Task to complete:
What lines of the data below hold the string "documents"? Copy each one.

Information:
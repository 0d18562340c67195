//! The batch run: discover → process each file → persist → summarise.
//!
//! The loop is strictly sequential and never aborts on a per-file
//! failure: every failure is folded into the [`RunSummary`] and the next
//! file is attempted. Only run-level problems (input directory missing,
//! consolidated output unwritable) surface as `Err`.

use crate::config::{OutputMode, RunConfig};
use crate::discover::{discover, InputFile};
use crate::error::{FileError, RunError};
use crate::processor::{HeaderScan, PdfProcessor};
use crate::summary::RunSummary;
use chrono::Utc;
use serde_json::{json, Map, Value};
use std::path::{Path, PathBuf};
use std::sync::Arc;
use std::time::Instant;
use tracing::{debug, info, warn};

/// Run one batch over the configured input directory.
///
/// # Returns
/// `Ok(RunSummary)` on completion, even when every file failed — check
/// `summary.failed`. A directory with no matching files yields an empty
/// summary, not an error.
///
/// # Errors
/// Returns `Err(RunError)` only for run-level problems:
/// - input directory missing or not a directory
/// - discovery itself failed
/// - the consolidated output file could not be written
pub fn run(config: &RunConfig) -> Result<RunSummary, RunError> {
    let start = Instant::now();
    info!("Starting batch run over {}", config.input_dir.display());

    let files = discover(&config.input_dir, config.recursive)?;
    info!("Found {} PDF files", files.len());

    let mut summary = RunSummary {
        discovered: files.len(),
        ..Default::default()
    };

    if let Some(ref cb) = config.progress {
        cb.on_run_start(files.len());
    }

    let processor: Arc<dyn PdfProcessor> = config
        .processor
        .clone()
        .unwrap_or_else(|| Arc::new(HeaderScan));

    // Create the artifact directory before the loop so the first write
    // cannot race a missing parent.
    if let OutputMode::Artifacts(ref dir) = config.output {
        std::fs::create_dir_all(dir).map_err(|e| RunError::OutputWriteFailed {
            path: dir.clone(),
            source: e,
        })?;
    }

    // Successful results keyed by stem, only filled in consolidated mode.
    let mut documents = Map::new();

    let total = files.len();
    for (i, file) in files.iter().enumerate() {
        let num = i + 1;
        if let Some(ref cb) = config.progress {
            cb.on_file_start(num, total, &file.path);
        }
        info!("Processing: {}", file.name());

        match processor.process_pdf(&file.path) {
            Ok(Some(result)) => {
                process_success(config, file, result, &mut documents, &mut summary, num, total);
            }
            Ok(None) => {
                let err = FileError::EmptyResult { file: file.name() };
                fail_file(config, file, err, &mut summary, num, total);
            }
            Err(e) => {
                let err = FileError::ProcessorFailed {
                    file: file.name(),
                    detail: e.to_string(),
                };
                fail_file(config, file, err, &mut summary, num, total);
            }
        }
    }

    if let OutputMode::Consolidated(ref path) = config.output {
        write_consolidated(path, config, &summary, documents)?;
        summary.artifacts.push(path.clone());
        info!("Wrote consolidated results to {}", path.display());
    }

    summary.duration_ms = start.elapsed().as_millis() as u64;
    info!(
        "Run complete: {}/{} files processed, {} failed, {}ms",
        summary.processed, summary.discovered, summary.failed, summary.duration_ms
    );
    if let Some(ref cb) = config.progress {
        cb.on_run_complete(summary.discovered, summary.processed);
    }

    Ok(summary)
}

/// Handle a file the processor succeeded on: persist per the output mode
/// and record the outcome. An artifact write failure demotes the file to
/// a failure.
fn process_success(
    config: &RunConfig,
    file: &InputFile,
    result: Value,
    documents: &mut Map<String, Value>,
    summary: &mut RunSummary,
    num: usize,
    total: usize,
) {
    // The payload is opaque; the key set is the only thing worth logging.
    if let Some(map) = result.as_object() {
        debug!(
            "{}: result keys: {:?}",
            file.name(),
            map.keys().collect::<Vec<_>>()
        );
    }

    let artifact = match config.output {
        OutputMode::Report => None,
        OutputMode::Consolidated(_) => {
            // Later files win on stem collisions (possible in recursive
            // runs); the per-file list still records every occurrence.
            documents.insert(file.stem.clone(), result);
            None
        }
        OutputMode::Artifacts(ref dir) => {
            let path = dir.join(format!("{}_processed.json", file.stem));
            match write_json(&path, &result) {
                Ok(()) => {
                    info!("Saved: {}", path.display());
                    Some(path)
                }
                Err(e) => {
                    let err = FileError::ArtifactWriteFailed {
                        file: file.name(),
                        detail: e.to_string(),
                    };
                    fail_file(config, file, err, summary, num, total);
                    return;
                }
            }
        }
    };

    if let Some(ref cb) = config.progress {
        cb.on_file_complete(num, total, &file.path, artifact.as_deref());
    }
    summary.record_success(file.path.clone(), file.stem.clone(), artifact);
}

/// Record a per-file failure and keep going.
fn fail_file(
    config: &RunConfig,
    file: &InputFile,
    error: FileError,
    summary: &mut RunSummary,
    num: usize,
    total: usize,
) {
    warn!("{}", error);
    if let Some(ref cb) = config.progress {
        cb.on_file_error(num, total, &file.path, &error.to_string());
    }
    summary.record_failure(file.path.clone(), file.stem.clone(), error);
}

/// Assemble and write the single consolidated results document.
fn write_consolidated(
    path: &Path,
    config: &RunConfig,
    summary: &RunSummary,
    documents: Map<String, Value>,
) -> Result<(), RunError> {
    let doc = json!({
        "generated_at": Utc::now().to_rfc3339(),
        "source_dir": config.input_dir.display().to_string(),
        "recursive": config.recursive,
        "summary": {
            "discovered": summary.discovered,
            "processed": summary.processed,
            "failed": summary.failed,
        },
        "documents": Value::Object(documents),
    });

    if let Some(parent) = path.parent().filter(|p| !p.as_os_str().is_empty()) {
        std::fs::create_dir_all(parent).map_err(|e| RunError::OutputWriteFailed {
            path: path.to_path_buf(),
            source: e,
        })?;
    }
    write_json(path, &doc).map_err(|e| RunError::OutputWriteFailed {
        path: path.to_path_buf(),
        source: e,
    })
}

/// Pretty-printed (2-space) UTF-8 JSON, written atomically via a temp
/// file and rename so an interrupted run never leaves a half-written
/// document. Overwrites any existing file of the same name.
fn write_json(path: &Path, value: &Value) -> std::io::Result<()> {
    let bytes = serde_json::to_vec_pretty(value)?;
    let tmp = tmp_path(path);
    std::fs::write(&tmp, bytes)?;
    std::fs::rename(&tmp, path)
}

fn tmp_path(path: &Path) -> PathBuf {
    let mut name = path.file_name().map(|n| n.to_os_string()).unwrap_or_default();
    name.push(".tmp");
    path.with_file_name(name)
}

#[cfg(test)]
mod tests {
    use super::*;

    #[test]
    fn tmp_path_appends_suffix() {
        assert_eq!(
            tmp_path(Path::new("/out/a_processed.json")),
            PathBuf::from("/out/a_processed.json.tmp")
        );
    }

    #[test]
    fn write_json_is_pretty_printed() {
        let dir = tempfile::tempdir().unwrap();
        let path = dir.path().join("doc.json");
        write_json(&path, &json!({"pages": 3})).unwrap();

        let text = std::fs::read_to_string(&path).unwrap();
        assert_eq!(text, "{\n  \"pages\": 3\n}");
        assert!(!path.with_extension("json.tmp").exists());
    }

    #[test]
    fn write_json_overwrites_existing_file() {
        let dir = tempfile::tempdir().unwrap();
        let path = dir.path().join("doc.json");
        write_json(&path, &json!({"v": 1})).unwrap();
        write_json(&path, &json!({"v": 2})).unwrap();

        let value: Value =
            serde_json::from_str(&std::fs::read_to_string(&path).unwrap()).unwrap();
        assert_eq!(value["v"], 2);
    }
}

Solved exercise:
    let mut documents = Map::new();
                process_success(config, file, result, &mut documents, &mut summary, num, total);
        write_consolidated(path, config, &summary, documents)?;
    documents: &mut Map<String, Value>,
            documents.insert(file.stem.clone(), result);
    documents: Map<String, Value>,
        "documents": Value::Object(documents),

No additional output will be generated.